The 181st Mixed Brigade (181.ª Brigada Mixta), was a mixed brigade of the Spanish Republican Army in the Spanish Civil War.

Data are lacking regarding the names of the commanders of this unit, but the names of some soldiers are known.
==History==

===Northern Army unit===
A 181st Mixed Brigade had been planned by the Spanish Republican Army Chief of Staff formed by battalions belonging to the Infantería de Marina Corps. It would have been placed under the 56th Division of the IX Army Corps of the Northern Army (Ejército del Norte), but the Republic was defeated by the rebel faction in the War in the North and the projected unit could not be established.

===Latter unit===
On 30 April 1938 a new unit named '181st Mixed Brigade' was established in Andalusia.

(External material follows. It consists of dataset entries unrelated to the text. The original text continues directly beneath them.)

use iqstream_messages::SampleFormat;
use num_complex::Complex;

use crate::codec::{self, IqSample, WireSample};

/// Caller samples handed to `write_stream`.
#[derive(Debug, Clone, Copy)]
pub enum SampleBuf<'a> {
    Cs8(&'a [Complex<i8>]),
    Cf32(&'a [Complex<f32>]),
}

/// Caller buffer filled by `read_stream`. Its length is the maximum count.
#[derive(Debug)]
pub enum SampleBufMut<'a> {
    Cs8(&'a mut [Complex<i8>]),
    Cf32(&'a mut [Complex<f32>]),
}

impl SampleBuf<'_> {
    /// Sample format of the underlying storage.
    pub fn format(&self) -> SampleFormat {
        match self {
            SampleBuf::Cs8(_) => SampleFormat::Cs8,
            SampleBuf::Cf32(_) => SampleFormat::Cf32,
        }
    }

    /// Number of samples.
    pub fn len(&self) -> usize {
        match self {
            SampleBuf::Cs8(buf) => buf.len(),
            SampleBuf::Cf32(buf) => buf.len(),
        }
    }

    /// True when the buffer holds no samples.
    pub fn is_empty(&self) -> bool {
        self.len() == 0
    }

    /// Wire-domain copy of the samples.
    pub fn to_wire(&self) -> Vec<WireSample> {
        let mut wire = Vec::with_capacity(self.len());
        match *self {
            SampleBuf::Cs8(buf) => codec::extend_wire(&mut wire, buf),
            SampleBuf::Cf32(buf) => codec::extend_wire(&mut wire, buf),
        }
        wire
    }
}

impl SampleBufMut<'_> {
    /// Sample format of the underlying storage.
    pub fn format(&self) -> SampleFormat {
        match self {
            SampleBufMut::Cs8(_) => SampleFormat::Cs8,
            SampleBufMut::Cf32(_) => SampleFormat::Cf32,
        }
    }

    /// Number of samples.
    pub fn len(&self) -> usize {
        match self {
            SampleBufMut::Cs8(buf) => buf.len(),
            SampleBufMut::Cf32(buf) => buf.len(),
        }
    }

    /// True when the buffer holds no samples.
    pub fn is_empty(&self) -> bool {
        self.len() == 0
    }

    /// Stores raw integer components at `index`.
    pub fn set_raw(&mut self, index: usize, re: i32, im: i32) {
        match self {
            SampleBufMut::Cs8(buf) => buf[index] = IqSample::from_raw(re, im),
            SampleBufMut::Cf32(buf) => buf[index] = IqSample::from_raw(re, im),
        }
    }

    /// Converts `wire` into the first `wire.len()` slots.
    pub fn fill_from_wire(&mut self, wire: &[WireSample]) {
        match self {
            SampleBufMut::Cs8(buf) => codec::fill_from_wire(&mut buf[..wire.len()], wire),
            SampleBufMut::Cf32(buf) => codec::fill_from_wire(&mut buf[..wire.len()], wire),
        }
    }
}

impl<'a> From<&'a [Complex<i8>]> for SampleBuf<'a> {
    fn from(buf: &'a [Complex<i8>]) -> Self {
        SampleBuf::Cs8(buf)
    }
}

impl<'a> From<&'a [Complex<f32>]> for SampleBuf<'a> {
    fn from(buf: &'a [Complex<f32>]) -> Self {
        SampleBuf::Cf32(buf)
    }
}

impl<'a> From<&'a mut [Complex<i8>]> for SampleBufMut<'a> {
    fn from(buf: &'a mut [Complex<i8>]) -> Self {
        SampleBufMut::Cs8(buf)
    }
}

impl<'a> From<&'a mut [Complex<f32>]> for SampleBufMut<'a> {
    fn from(buf: &'a mut [Complex<f32>]) -> Self {
        SampleBufMut::Cf32(buf)
    }
}

/// Owned sample storage of either format.
#[derive(Debug, Clone, PartialEq)]
pub enum SampleVec {
    Cs8(Vec<Complex<i8>>),
    Cf32(Vec<Complex<f32>>),
}

impl SampleVec {
    /// Zeroed storage for `len` samples.
    pub fn zeroed(format: SampleFormat, len: usize) -> Self {
        match format {
            SampleFormat::Cs8 => SampleVec::Cs8(vec![Complex::default(); len]),
            SampleFormat::Cf32 => SampleVec::Cf32(vec![Complex::default(); len]),
        }
    }

    /// Sample format of the underlying storage.
    pub fn format(&self) -> SampleFormat {
        match self {
            SampleVec::Cs8(_) => SampleFormat::Cs8,
            SampleVec::Cf32(_) => SampleFormat::Cf32,
        }
    }

    /// Number of samples.
    pub fn len(&self) -> usize {
        match self {
            SampleVec::Cs8(v) => v.len(),
            SampleVec::Cf32(v) => v.len(),
        }
    }

    /// True when the buffer holds no samples.
    pub fn is_empty(&self) -> bool {
        self.len() == 0
    }

    /// The first `len` samples.
    pub fn head(&self, len: usize) -> SampleBuf<'_> {
        match self {
            SampleVec::Cs8(v) => SampleBuf::Cs8(&v[..len]),
            SampleVec::Cf32(v) => SampleBuf::Cf32(&v[..len]),
        }
    }

    /// Borrows the whole vector as a read-only buffer.
    pub fn as_buf(&self) -> SampleBuf<'_> {
        self.head(self.len())
    }

    /// Borrows the whole vector as a writable buffer.
    pub fn as_buf_mut(&mut self) -> SampleBufMut<'_> {
        match self {
            SampleVec::Cs8(v) => SampleBufMut::Cs8(v),
            SampleVec::Cf32(v) => SampleBufMut::Cf32(v),
        }
    }
}

#[cfg(test)]
mod tests {
    use super::*;

    #[test]
    fn test_buffer_formats() {
        let cs8 = [Complex::new(1i8, 2)];
        let mut cf32 = [Complex::new(0.0f32, 0.0); 3];
        assert_eq!(SampleBuf::from(&cs8[..]).format(), SampleFormat::Cs8);
        assert_eq!(SampleBufMut::from(&mut cf32[..]).format(), SampleFormat::Cf32);
        assert_eq!(SampleBufMut::from(&mut cf32[..]).len(), 3);
    }

    #[test]
    fn test_fill_from_wire_leaves_tail_untouched() {
        let mut out = vec![Complex::new(9i8, 9); 4];
        SampleBufMut::from(&mut out[..]).fill_from_wire(&[Complex::new(1, -1), Complex::new(2, -2)]);
        assert_eq!(
            out,
            vec![
                Complex::new(1i8, -1),
                Complex::new(2, -2),
                Complex::new(9, 9),
                Complex::new(9, 9),
            ]
        );
    }

    #[test]
    fn test_sample_vec_head() {
        let v = SampleVec::zeroed(SampleFormat::Cf32, 8);
        assert_eq!(v.len(), 8);
        assert_eq!(v.head(3).len(), 3);
        assert_eq!(v.as_buf().format(), SampleFormat::Cf32);
    }
}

It was placed under the 54th Division of the IX Army Corps of the Andalusian Army (Ejército de Andalucía) and had four battalions, the 721, 722, 723 and 724.

On 12 June 1938, in the face of the dire situation at the Levantine Front owing to the Levante Offensive the whole 54th Division was made part of the XIII Army Corps of the Levantine Army (Ejército de Levante) and moved towards Castellón. The 181st Mixed Brigade arrived to the front line on 21 July —although other sources claim that it took part in the 20 July combats, and after a few days the Levante Offensive drew to a close.

This unit then withdrew to the XYZ Line seeking the protection it afforded and stayed in that inactive front stretch until the end of the war.